American novelist and memoirist (born 1959)

Paul Lisicky (born July 9, 1959) is an American novelist and memoirist. He is the author of seven books, including Lawnboy (1999), Famous Builder (2002), The Burning House (2011), Unbuilt Projects (2012), The Narrow Door: A Memoir of Friendship (2016), Later: My Life at the Edge of the World (2020), and Song So Wild and Blue: A Life with the Music of Joni Mitchell (2025). His forthcoming book, Among: In the Company of My Teachers, is scheduled for publication by HarperOne. In 2026, Lisicky joined the nonfiction faculty of the Bennington Writing Seminars.

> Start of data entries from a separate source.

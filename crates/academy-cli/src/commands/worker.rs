//! Worker queue CLI commands.

use clap::{Args, Subcommand};
use serde::Serialize;
use tabled::Tabled;

use academy_core::error::AppError;
use academy_core::result::AppResult;
use academy_entity::job::{Job, JobPayload, JobPriority, JobStatus, SWEEP_QUEUE};
use academy_worker::queue::JobQueue;

use crate::output::{self, OutputFormat};

/// Arguments for worker commands
#[derive(Debug, Args)]
pub struct WorkerArgs {
    /// Worker subcommand
    #[command(subcommand)]
    pub command: WorkerCommand,
}

/// Worker subcommands
#[derive(Debug, Subcommand)]
pub enum WorkerCommand {
    /// Show queue status and recent jobs
    Status {
        /// Only list jobs in this status
        #[arg(long)]
        status: Option<String>,
        /// How many recent jobs to list
        #[arg(long, default_value_t = 10)]
        limit: i64,
    },
    /// Enqueue a sweep job by type
    Trigger {
        /// Job type, e.g. `cleanup_expired_pending`
        job_type: String,
        /// JSON payload with the job's options
        #[arg(short, long, default_value = "{}")]
        payload: String,
    },
}

#[derive(Debug, Serialize, Tabled)]
struct JobRow {
    id: String,
    job_type: String,
    status: String,
    attempts: String,
    scheduled_at: String,
    error: String,
}

impl From<&Job> for JobRow {
    fn from(job: &Job) -> Self {
        Self {
            id: job.id.to_string(),
            job_type: job.job_type.clone(),
            status: job.status.to_string(),
            attempts: format!("{}/{}", job.attempts, job.max_attempts),
            scheduled_at: job.scheduled_at.format("%Y-%m-%d %H:%M:%S").to_string(),
            error: job.error_message.clone().unwrap_or_default(),
        }
    }
}

/// Execute worker commands
pub async fn execute(args: &WorkerArgs, config_path: &str, format: OutputFormat) -> AppResult<()> {
    let ctx = super::connect(config_path).await?;
    let queue = JobQueue::new(ctx.jobs.clone(), format!("cli-{}", std::process::id()));

    match &args.command {
        WorkerCommand::Status { status, limit } => {
            let status = status.as_deref().map(parse_status).transpose()?;
            let stats = queue.stats(SWEEP_QUEUE).await?;
            let jobs = queue.recent(status, *limit).await?;

            match format {
                OutputFormat::Json => output::print_item(
                    &serde_json::json!({ "queue": SWEEP_QUEUE, "stats": stats, "jobs": jobs }),
                    format,
                ),
                OutputFormat::Table => {
                    println!("Worker Queue Status ({SWEEP_QUEUE}):");
                    output::print_kv("Pending", &stats.pending.to_string());
                    output::print_kv("Running", &stats.running.to_string());
                    output::print_kv("Completed", &stats.completed.to_string());
                    output::print_kv("Failed", &stats.failed.to_string());
                    output::print_kv("Worker Enabled", &ctx.config.worker.enabled.to_string());
                    output::print_kv("Concurrency", &ctx.config.worker.concurrency.to_string());
                    println!();
                    let rows: Vec<JobRow> = jobs.iter().map(JobRow::from).collect();
                    output::print_list(&rows, format);
                }
            }
        }
        WorkerCommand::Trigger { job_type, payload } => {
            let value: serde_json::Value = serde_json::from_str(payload)
                .map_err(|e| AppError::validation(format!("Invalid JSON payload: {e}")))?;
            let payload = parse_payload(job_type, &value)?;

            let job = queue.enqueue(payload, JobPriority::High).await?;
            output::print_success(&format!("Job '{job_type}' enqueued (id: {})", job.id));
        }
    }

    Ok(())
}

fn parse_status(value: &str) -> AppResult<JobStatus> {
    serde_json::from_value(serde_json::Value::String(value.to_lowercase()))
        .map_err(|_| AppError::validation(format!("Unknown job status '{value}'")))
}

fn parse_payload(job_type: &str, value: &serde_json::Value) -> AppResult<JobPayload> {
    if !JobPayload::known_types().contains(&job_type) {
        return Err(AppError::validation(format!(
            "Unknown job type '{job_type}'; expected one of: {}",
            JobPayload::known_types().join(", ")
        )));
    }
    let payload = JobPayload::from_job(job_type, value)
        .map_err(|e| AppError::validation(format!("Invalid payload for {job_type}: {e}")))?;
    payload.validate()?;
    Ok(payload)
}

#[cfg(test)]
mod tests {
    use super::*;

    #[test]
    fn test_parse_payload_rejects_unknown_type() {
        let err = parse_payload("reindex", &serde_json::json!({})).unwrap_err();
        assert!(err.message.contains("Unknown job type"));
    }

    #[test]
    fn test_parse_payload_with_options() {
        let payload =
            parse_payload("generate_sessions", &serde_json::json!({ "weeks": 2 })).unwrap();
        assert_eq!(payload, JobPayload::GenerateSessions { weeks: Some(2) });
    }

    #[test]
    fn test_parse_payload_rejects_out_of_range_hours() {
        for hours in [-1, 0, 4_000_000_000_000_000_i64] {
            let err = parse_payload("cleanup_expired_pending", &serde_json::json!({ "hours": hours }))
                .unwrap_err();
            assert_eq!(err.kind, academy_core::error::ErrorKind::Validation);
        }
    }

    #[test]
    fn test_parse_status() {
        assert_eq!(parse_status("Failed").unwrap(), JobStatus::Failed);
        assert!(parse_status("stuck").is_err());
    }
}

== Early life and education ==
Lisicky was born on July 9, 1959. He grew up in Cherry Hill, New Jersey, and graduated from Cherry Hill High School East. He graduated from Rutgers University–New Brunswick, earned an MA from Rutgers University–Camden and an MFA from the Iowa Writers' Workshop.

Lisicky's early interests included music as well as literature. His memoir Song So Wild and Blue examines the influence of Joni Mitchell's music on his life and his development as a writer. Lisicky began as an aspiring songwriter before turning toward fiction, a transition he discusses in the book.

==Career==
Lisicky's first novel, Lawnboy, was published in 1999 by Turtle Point Press and was subsequently reissued by Graywolf Press. The novel concerns a young gay man coming of age and was a finalist for the 2000 Stonewall Book Award.

His second book, Famous Builder (2002), was a memoir. The book draws on Lisicky's childhood in southern New Jersey and his fascination with houses, housing developments, and the idea of becoming a builder.
His subsequent fiction included The Burning House (2011), while Unbuilt Projects (2012) brought together short prose crossing the boundaries of fiction and nonfiction.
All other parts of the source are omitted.